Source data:
↓↓↓
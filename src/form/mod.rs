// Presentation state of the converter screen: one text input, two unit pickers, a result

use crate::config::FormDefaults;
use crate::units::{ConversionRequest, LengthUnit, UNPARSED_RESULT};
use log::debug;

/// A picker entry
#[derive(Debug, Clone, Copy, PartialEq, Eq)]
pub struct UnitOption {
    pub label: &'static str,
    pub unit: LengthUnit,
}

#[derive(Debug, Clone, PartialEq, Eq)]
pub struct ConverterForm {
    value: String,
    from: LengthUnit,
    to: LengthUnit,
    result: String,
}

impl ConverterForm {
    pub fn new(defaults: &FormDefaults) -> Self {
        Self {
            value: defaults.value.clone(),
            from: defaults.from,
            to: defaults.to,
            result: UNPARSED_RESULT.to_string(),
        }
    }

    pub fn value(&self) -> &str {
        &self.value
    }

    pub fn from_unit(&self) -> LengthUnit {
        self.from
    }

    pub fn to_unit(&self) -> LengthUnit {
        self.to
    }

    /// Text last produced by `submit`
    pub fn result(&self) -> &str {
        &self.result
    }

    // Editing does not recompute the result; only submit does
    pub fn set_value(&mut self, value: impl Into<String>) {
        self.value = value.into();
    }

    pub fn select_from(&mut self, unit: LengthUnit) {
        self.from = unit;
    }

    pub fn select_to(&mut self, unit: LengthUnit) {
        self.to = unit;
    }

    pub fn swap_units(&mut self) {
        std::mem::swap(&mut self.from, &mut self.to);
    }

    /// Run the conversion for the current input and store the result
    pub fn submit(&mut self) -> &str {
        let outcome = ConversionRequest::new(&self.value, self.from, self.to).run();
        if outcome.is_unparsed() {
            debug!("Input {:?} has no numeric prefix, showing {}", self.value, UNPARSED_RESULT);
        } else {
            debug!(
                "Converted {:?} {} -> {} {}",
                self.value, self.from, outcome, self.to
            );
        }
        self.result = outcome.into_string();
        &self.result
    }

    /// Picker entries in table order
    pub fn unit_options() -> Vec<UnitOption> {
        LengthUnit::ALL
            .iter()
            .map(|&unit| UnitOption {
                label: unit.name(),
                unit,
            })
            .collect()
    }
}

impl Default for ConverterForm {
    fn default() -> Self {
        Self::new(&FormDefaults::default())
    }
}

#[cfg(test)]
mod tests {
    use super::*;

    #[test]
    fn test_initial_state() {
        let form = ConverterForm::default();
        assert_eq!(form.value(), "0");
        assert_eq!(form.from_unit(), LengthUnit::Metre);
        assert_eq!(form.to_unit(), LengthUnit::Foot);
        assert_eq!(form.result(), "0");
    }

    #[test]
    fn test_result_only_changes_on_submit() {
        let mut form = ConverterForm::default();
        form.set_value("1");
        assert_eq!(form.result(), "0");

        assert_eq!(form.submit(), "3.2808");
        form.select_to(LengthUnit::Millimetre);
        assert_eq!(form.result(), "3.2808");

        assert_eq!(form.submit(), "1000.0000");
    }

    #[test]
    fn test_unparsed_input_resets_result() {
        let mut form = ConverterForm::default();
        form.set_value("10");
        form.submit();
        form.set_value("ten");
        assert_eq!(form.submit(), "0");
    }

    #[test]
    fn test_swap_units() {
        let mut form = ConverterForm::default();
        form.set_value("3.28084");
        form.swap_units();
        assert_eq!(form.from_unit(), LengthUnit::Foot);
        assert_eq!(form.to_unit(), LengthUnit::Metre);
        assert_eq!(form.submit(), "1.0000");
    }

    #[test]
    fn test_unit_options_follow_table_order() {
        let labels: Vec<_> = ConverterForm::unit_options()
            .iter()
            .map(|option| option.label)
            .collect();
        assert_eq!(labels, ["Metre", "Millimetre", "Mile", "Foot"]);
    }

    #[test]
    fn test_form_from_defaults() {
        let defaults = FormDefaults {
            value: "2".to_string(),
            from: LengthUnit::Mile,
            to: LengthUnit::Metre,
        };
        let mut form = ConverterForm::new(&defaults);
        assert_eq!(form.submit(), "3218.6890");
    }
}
↑↑↑
↓↓↓
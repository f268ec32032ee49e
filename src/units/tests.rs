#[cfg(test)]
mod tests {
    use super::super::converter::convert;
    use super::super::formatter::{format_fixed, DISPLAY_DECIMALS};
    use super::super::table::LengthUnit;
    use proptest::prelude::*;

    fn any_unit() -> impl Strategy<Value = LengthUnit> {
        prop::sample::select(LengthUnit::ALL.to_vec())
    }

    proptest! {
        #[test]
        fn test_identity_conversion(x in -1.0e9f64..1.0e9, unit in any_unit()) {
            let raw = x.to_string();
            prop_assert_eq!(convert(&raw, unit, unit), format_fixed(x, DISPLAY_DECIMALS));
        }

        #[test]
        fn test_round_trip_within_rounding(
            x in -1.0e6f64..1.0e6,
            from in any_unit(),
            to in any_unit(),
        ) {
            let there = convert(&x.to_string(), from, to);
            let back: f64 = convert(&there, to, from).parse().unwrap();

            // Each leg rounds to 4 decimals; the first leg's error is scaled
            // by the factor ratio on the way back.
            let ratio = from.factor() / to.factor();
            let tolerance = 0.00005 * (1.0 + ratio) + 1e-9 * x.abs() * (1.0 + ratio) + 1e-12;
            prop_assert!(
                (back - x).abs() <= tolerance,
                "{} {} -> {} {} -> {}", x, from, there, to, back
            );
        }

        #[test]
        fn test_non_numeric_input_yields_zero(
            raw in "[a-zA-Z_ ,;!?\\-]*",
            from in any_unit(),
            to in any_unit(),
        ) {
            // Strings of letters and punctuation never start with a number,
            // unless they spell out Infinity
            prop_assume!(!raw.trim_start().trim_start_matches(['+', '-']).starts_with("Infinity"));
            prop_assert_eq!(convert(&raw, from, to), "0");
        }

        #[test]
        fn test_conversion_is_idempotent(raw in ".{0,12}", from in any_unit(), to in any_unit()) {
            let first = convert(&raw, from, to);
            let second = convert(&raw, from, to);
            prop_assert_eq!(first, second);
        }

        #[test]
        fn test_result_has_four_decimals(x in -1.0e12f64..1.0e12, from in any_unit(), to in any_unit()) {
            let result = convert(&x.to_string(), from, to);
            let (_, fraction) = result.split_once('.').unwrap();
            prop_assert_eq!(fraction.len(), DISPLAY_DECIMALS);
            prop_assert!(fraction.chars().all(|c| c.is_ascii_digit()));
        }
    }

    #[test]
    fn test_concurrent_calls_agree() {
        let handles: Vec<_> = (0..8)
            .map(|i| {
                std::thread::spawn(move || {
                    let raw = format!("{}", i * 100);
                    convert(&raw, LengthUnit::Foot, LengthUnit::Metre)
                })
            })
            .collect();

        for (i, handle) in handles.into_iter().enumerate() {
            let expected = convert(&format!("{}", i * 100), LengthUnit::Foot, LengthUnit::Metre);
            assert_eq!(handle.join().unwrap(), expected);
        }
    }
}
↑↑↑
_Task instructions_
Copy each line of the preceding data that contains the string "UnitOption".

_Final answer_
pub struct UnitOption {
    pub fn unit_options() -> Vec<UnitOption> {
            .map(|&unit| UnitOption {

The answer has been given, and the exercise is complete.